# **Main commands to perform a basic review of a DataFrame in pandas**

# **df.shape**

Description: Returns the shape of the DataFrame as a tuple, where the first value is the number of rows and the second is the number of columns.

Usage: Useful to know how many records and variables are in your DataFrame.

In [None]:
print(df.shape)

# **df.head(n)**

Description: Shows the first n rows of the DataFrame (by default shows the first 5 rows).

Useful for getting a quick overview of the first records.
Usage: To check the structure of the initial data in the DataFrame.

In [None]:
print(df.head(2))  # Show the first 2 rows

# **df.tail(n)**

Description: Shows the last n rows of the DataFrame (by default shows the last 5 rows). Useful to view the last records in the DataFrame.

Usage: To review the final records in the DataFrame.

In [None]:
print(df.tail(2))  # Show the last 2 rows

# **df.info()**

Description: Provides a summary of the DataFrame, including the number of entries (rows), data types of each column, and how many non-null values each column has.

Usage: Useful to understand the structure of the data, the type of each column, and if there are missing values.

In [None]:
print(df.info())

# **df.describe()**

Description: Provides a statistical summary of the numerical columns in the DataFrame, such as mean, standard deviation, minimum, percentiles, etc.
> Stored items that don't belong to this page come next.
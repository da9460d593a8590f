//! The record returned by every storage tier.

use std::time::Duration;

use chrono::{DateTime, Utc};
use serde::Serialize;
use serde_json::Value;

use super::TTL_FOREVER;

/// A stored record as seen by readers.
#[derive(Debug, Clone, PartialEq, Serialize)]
pub struct Record {
    /// Opaque JSON payload.
    pub payload: Value,
    /// Insertion time for cached records; file mtime for persisted ones.
    pub created_at: DateTime<Utc>,
    /// Remaining lifetime. `TTL_FOREVER` for durable records.
    #[serde(rename = "ttl_secs", serialize_with = "serialize_ttl")]
    pub ttl: Duration,
}

impl Record {
    /// Whether this record never expires.
    pub fn is_durable(&self) -> bool {
        self.ttl == TTL_FOREVER
    }
}

fn serialize_ttl<S: serde::Serializer>(ttl: &Duration, s: S) -> Result<S::Ok, S::Error> {
    s.serialize_u64(ttl.as_secs())
}
//! Command-line interface for inspecting and seeding a record store.

pub mod commands;
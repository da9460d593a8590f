//! Shared data types for the record store.

pub mod error;
pub mod record;

use std::time::Duration;

pub use error::{StoreError, StoreResult};
pub use record::Record;

/// The ttl sentinel meaning "durable: never expires, write to the persistent tier".
pub const TTL_FOREVER: Duration = Duration::ZERO;

/// Default lifetime of cached records written without an explicit ttl: one day.
pub const DEFAULT_CACHE_TTL: Duration = Duration::from_secs(86_400);

/// Whether a requested ttl asks for durable storage.
///
/// Only an explicit `Some(TTL_FOREVER)` is durable; `None` means "tier default".
pub fn is_durable(ttl: Option<Duration>) -> bool {
    ttl == Some(TTL_FOREVER)
}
Usage: To get basic statistics for the numerical variables.

In [None]:
print(df.describe())

# **df.columns**

Description: Returns a list of the column names of the DataFrame.
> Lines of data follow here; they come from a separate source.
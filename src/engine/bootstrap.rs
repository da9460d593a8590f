//! Startup reconciliation: seed the memory tier from the persistent tier.

use crate::storage::{FsStorage, MemoryStorage};
use crate::types::{StoreResult, TTL_FOREVER};

/// What to do when a persisted record's id is already live in the cache.
///
/// Reconciliation normally runs before any front end can write, so a
/// conflict means the caller broke that ordering. The choice is explicit
/// rather than implied.
#[derive(Debug, Clone, Copy, PartialEq, Eq, Default)]
pub enum OnConflict {
    /// Replace the cached entry with the persisted record.
    #[default]
    Overwrite,
    /// Leave the cached entry in place.
    KeepCached,
}

/// Result of a reconciliation pass.
#[derive(Debug, Clone, Copy, Default, PartialEq, Eq)]
pub struct ReconcileReport {
    /// Persisted records loaded into the memory tier.
    pub loaded: usize,
    /// Persisted records skipped because a live cache entry won (`KeepCached` only).
    pub kept: usize,
}

/// Load every recoverable persisted record into `memory` as durable.
///
/// Unreadable entries are skipped by [`FsStorage::pass`]. Fails only when the
/// persistent directory cannot be listed; startup must treat that as fatal.
/// Loaded records keep the file's modification time as `created_at`.
pub fn reconcile(
    persistent: &FsStorage,
    memory: &MemoryStorage,
    on_conflict: OnConflict,
) -> StoreResult<ReconcileReport> {
    let mut report = ReconcileReport::default();

    persistent.pass(|uid, created_at, payload| {
        if on_conflict == OnConflict::KeepCached && memory.contains(uid) {
            log::debug!("Keeping cached record {} over its persisted copy", uid);
            report.kept += 1;
            return;
        }
        memory.insert_with_created_at(uid, payload, created_at, Some(TTL_FOREVER));
        report.loaded += 1;
    })?;

    log::info!(
        "{} persistent records loaded into the memory cache from {}",
        report.loaded,
        persistent.root().display()
    );
    Ok(report)
}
Usage: Useful to review or rename the columns of the DataFrame.

In [None]:
print(df.columns)

# **df.dtypes**

Description: Displays the data types of each column in the DataFrame.

Usage: Useful to know the data type of each column, like int64, float64, object, etc.

In [None]:
print(df.dtypes)

# **df.isnull().sum()**

Description: Returns the number of missing values per column.

Usage: Useful to identify how many missing values there are in each column.

In [None]:
print(df.isnull().sum())

# **df.value_counts()**

Description: Returns a count of unique values in a specific column.

Usage: Useful to see how often each value occurs in a column.

In [None]:
print(df['City'].value_counts())

# **df.sample(n)**

Description: Returns a random sample of n rows from the DataFrame.

Usage: Useful to review a random sample of the data.

In [None]:
print(df.sample(2))  # Show 2 random rows

# **df.index.is_unique**

Description: The is_unique property of a DataFrame's index checks whether the index contains only unique values. It returns a boolean value: True if all index values are unique and False if there are any duplicate index values. This is useful for ensuring that each row can be uniquely identified by its index, which is important for certain operations, such as merging or joining DataFrames.

Usage: You can use df.index.is_unique to quickly verify the uniqueness of the index in your DataFrame.

In [None]:
is_unique = df_unique.index.is_unique
print("Is the index unique?", is_unique)

# **df.set_index()**

Description: Is used to set one or more columns of a DataFrame as the index. This can be useful for various operations, such as making the DataFrame easier to work with when querying or filtering data. Setting an index can help enhance performance when accessing data and improve the readability of your DataFrame.

When you set a column as the index, it will no longer be a column in the DataFrame but will instead become the row labels.

Usage: You can use df.set_index(keys) to specify the column(s) you want to use as the index. The keys parameter can take a single column name or a list of column names.

In [None]:
df = df.set_index('nombre_de_la_columna')

# **df.index**

Description: The index attribute of a pandas DataFrame returns the index (row labels) of the DataFrame. It provides access to the labels that are used to identify each row. The index can be a simple integer index, a date-time index, or even a custom index based on one or more columns. This attribute allows you to inspect, manipulate, and perform various operations on the index.

Usage: You can use df.index to retrieve the index of the DataFrame. It can also be modified or reassigned if needed.

In [None]:
print(df.index)

# **df.index.to_series().diff().dt.total_seconds()**

Description: This command calculates the diferences in seconds between each pair of data.

Usage: To verify that the frequency of the samples is the desired one.

In [None]:
df_time_diffs = df.index.to_series().diff().dt.total_seconds()
print(df_time_diffs.value.counts())

Summary of the Commands:

*   df.shape: Returns the number of rows and columns.
*   df.head(n): Displays the first n rows.
*   df.tail(n): Displays the last n rows.
*   df.info(): Provides a summary of the structure of the DataFrame.
*   df.describe(): Returns descriptive statistics for numerical columns.
*   df.columns: Shows the names of the columns.
*   df.dtypes: Displays the data types of each column.
*   df.isnull().sum(): Returns the number of missing values per column.
*   df.value_counts(): Displays the count of unique values in a column.
*   df.sample(n): Returns a random sample of n rows.